[Records from a collection]
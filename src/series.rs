use crate::config::SeriesConfig;
use crate::decompose::{Decomposer, Factor};
use crate::extract::{Extractor, MetricKind, Point, SeriesKey};
use crate::record::Record;
use std::collections::{BTreeMap, HashSet};

/// Points under a display label, ascending by batch size
#[derive(Debug, Clone, PartialEq)]
pub struct Series {
    pub label: String,
    pub points: Vec<Point>,
}

impl Series {
    pub fn new(label: impl Into<String>, points: Vec<Point>) -> Self {
        Self {
            label: label.into(),
            points,
        }
    }

    pub fn is_empty(&self) -> bool {
        self.points.is_empty()
    }

    pub fn value_at(&self, batch_size: u64) -> Option<f64> {
        self.points
            .iter()
            .find(|p| p.batch_size == batch_size)
            .map(|p| p.value)
    }

    /// Divide this series by `denominator` wherever both have a value.
    ///
    /// Used for "how much better is A than B" comparisons; batch sizes where
    /// the denominator is zero are skipped.
    pub fn ratio_over(&self, denominator: &Series, label: impl Into<String>) -> Series {
        let points = self
            .points
            .iter()
            .filter_map(|p| {
                let below = denominator.value_at(p.batch_size)?;
                (below != 0.0).then(|| Point::new(p.batch_size, p.value / below))
            })
            .collect();
        Series::new(label, points)
    }
}

/// Build one series per label from an ordered list of candidate configs.
///
/// The first config that yields any points owns its label; later configs with
/// the same label are never consulted. Configs yielding nothing leave the
/// label open for the next candidate.
pub fn assemble_with<F>(configs: &[SeriesConfig], mut points_for: F) -> Vec<Series>
where
    F: FnMut(&SeriesConfig) -> Vec<Point>,
{
    let mut claimed: HashSet<&str> = HashSet::new();
    let mut series = Vec::new();

    for config in configs {
        if claimed.contains(config.label.as_str()) {
            continue;
        }
        let points = points_for(config);
        if points.is_empty() {
            continue;
        }
        claimed.insert(config.label.as_str());
        series.push(Series::new(config.label.clone(), points));
    }

    series
}

/// Assemble metric series for one dataset
pub fn assemble(
    extractor: &Extractor<'_>,
    dataset: &str,
    configs: &[SeriesConfig],
    kind: MetricKind,
) -> Vec<Series> {
    assemble_with(configs, |config| {
        extractor.extract(
            &SeriesKey::new(dataset, &config.variant, &config.algorithm),
            kind,
        )
    })
}

/// Assemble one decomposition factor for one dataset
pub fn assemble_decomposition(
    decomposer: &Decomposer<'_>,
    dataset: &str,
    configs: &[SeriesConfig],
    factor: Factor,
) -> Vec<Series> {
    assemble_with(configs, |config| {
        decomposer
            .decompose(&SeriesKey::new(dataset, &config.variant, &config.algorithm))
            .series(factor)
            .to_vec()
    })
}

/// Pair an end-to-end speed series with a ratio series on batch size,
/// giving `(speed, ratio)` points for speed-vs-ratio trade-off plots.
pub fn tradeoff(speed: &Series, ratio: &Series) -> Vec<(f64, f64)> {
    speed
        .points
        .iter()
        .filter_map(|p| ratio.value_at(p.batch_size).map(|r| (p.value, r)))
        .collect()
}

/// Records grouped by dataset name
pub fn group_by_dataset(records: &[Record]) -> BTreeMap<&str, Vec<&Record>> {
    let mut grouped: BTreeMap<&str, Vec<&Record>> = BTreeMap::new();
    for record in records {
        grouped.entry(record.dataset.as_str()).or_default().push(record);
    }
    grouped
}

/// Distinct dataset names, sorted
pub fn datasets(records: &[Record]) -> Vec<&str> {
    group_by_dataset(records).into_keys().collect()
}

#[cfg(test)]
mod tests {
    use super::*;
    use crate::config::{otel_series, FamilyTable};
    use crate::record::AlgorithmResult;

    fn ratio_only(uncompressed: u64, compressed: u64) -> AlgorithmResult {
        AlgorithmResult::from_sizes(uncompressed, compressed)
    }

    #[test]
    fn test_first_config_with_data_wins() {
        let configs = vec![
            SeriesConfig::new("shared", "a", "zstd"),
            SeriesConfig::new("shared", "b", "zstd"),
            SeriesConfig::new("other", "c", "zstd"),
        ];
        let p1 = vec![Point::new(1, 1.0), Point::new(2, 2.0)];
        let p2 = vec![Point::new(1, 9.0)];

        let series = assemble_with(&configs, |config| match config.variant.as_str() {
            "a" => p1.clone(),
            "b" => p2.clone(),
            _ => vec![Point::new(5, 5.0)],
        });

        assert_eq!(series.len(), 2);
        assert_eq!(series[0], Series::new("shared", p1));
        assert_eq!(series[1].label, "other");
    }

    #[test]
    fn test_empty_config_does_not_claim_label() {
        let configs = vec![
            SeriesConfig::new("shared", "a", "zstd"),
            SeriesConfig::new("shared", "b", "zstd"),
        ];
        let mut consulted = Vec::new();

        let series = assemble_with(&configs, |config| {
            consulted.push(config.variant.clone());
            if config.variant == "b" {
                vec![Point::new(7, 3.0)]
            } else {
                Vec::new()
            }
        });

        assert_eq!(consulted, vec!["a", "b"]);
        assert_eq!(series, vec![Series::new("shared", vec![Point::new(7, 3.0)])]);
    }

    #[test]
    fn test_assemble_otel_traces_dataset() {
        let records = vec![
            Record::new("traces", 100, "otlp_traces", 1_000)
                .with_result("zstd", ratio_only(1_000, 100))
                .with_result("openzl", ratio_only(1_000, 50)),
            Record::new("traces", 100, "otap", 600).with_result("zstd", ratio_only(600, 80)),
        ];
        let families = FamilyTable::default();
        let extractor = Extractor::new(&records, &families);

        let series = assemble(&extractor, "traces", &otel_series(), MetricKind::Ratio);
        let labels: Vec<&str> = series.iter().map(|s| s.label.as_str()).collect();
        assert_eq!(labels, vec!["Proto + OpenZL", "Proto + zstd", "Arrow + zstd"]);
        assert_eq!(series[0].value_at(100), Some(20.0));
        assert_eq!(series[2].value_at(100), Some(12.5));
    }

    #[test]
    fn test_assemble_decomposition() {
        let records = vec![
            Record::new("traces", 100, "otlp_traces", 1_000).with_result("zstd", ratio_only(1_000, 100)),
            Record::new("traces", 100, "otap", 500).with_result("zstd", ratio_only(500, 80)),
        ];
        let families = FamilyTable::default();
        let decomposer = Decomposer::new(&records, &families);

        let series =
            assemble_decomposition(&decomposer, "traces", &otel_series(), Factor::FormatEfficiency);
        assert_eq!(series.len(), 2);
        assert_eq!(series[0].label, "Proto + zstd");
        assert_eq!(series[0].value_at(100), Some(1.0));
        assert_eq!(series[1].label, "Arrow + zstd");
        assert_eq!(series[1].value_at(100), Some(2.0));
    }

    #[test]
    fn test_ratio_over_and_tradeoff() {
        let openzl = Series::new("openzl", vec![Point::new(10, 8.0), Point::new(100, 12.0)]);
        let zstd = Series::new("zstd", vec![Point::new(100, 6.0), Point::new(1000, 7.0)]);

        let improvement = openzl.ratio_over(&zstd, "OpenZL over zstd");
        assert_eq!(improvement.points, vec![Point::new(100, 2.0)]);

        let zero = Series::new("zero", vec![Point::new(10, 0.0)]);
        assert!(openzl.ratio_over(&zero, "none").is_empty());

        let speed = Series::new(
            "speed",
            vec![Point::with_std(10, 300.0, 3.0), Point::with_std(100, 250.0, 2.0)],
        );
        assert_eq!(tradeoff(&speed, &openzl), vec![(300.0, 8.0), (250.0, 12.0)]);
        assert_eq!(tradeoff(&speed, &zstd), vec![(250.0, 6.0)]);
    }

    #[test]
    fn test_group_by_dataset() {
        let records = vec![
            Record::new("b", 1, "x", 1),
            Record::new("a", 1, "x", 1),
            Record::new("b", 2, "x", 1).with_result("zstd", ratio_only(1, 1)),
        ];
        let grouped = group_by_dataset(&records);
        assert_eq!(grouped["b"].len(), 2);
        assert_eq!(grouped["a"].len(), 1);
        assert_eq!(datasets(&records), vec!["a", "b"]);
    }
}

About this exercise
Which lines of the records contain the word "Arrow"? Copy each of them.

Solved exercise
        assert_eq!(labels, vec!["Proto + OpenZL", "Proto + zstd", "Arrow + zstd"]);
        assert_eq!(series[1].label, "Arrow + zstd");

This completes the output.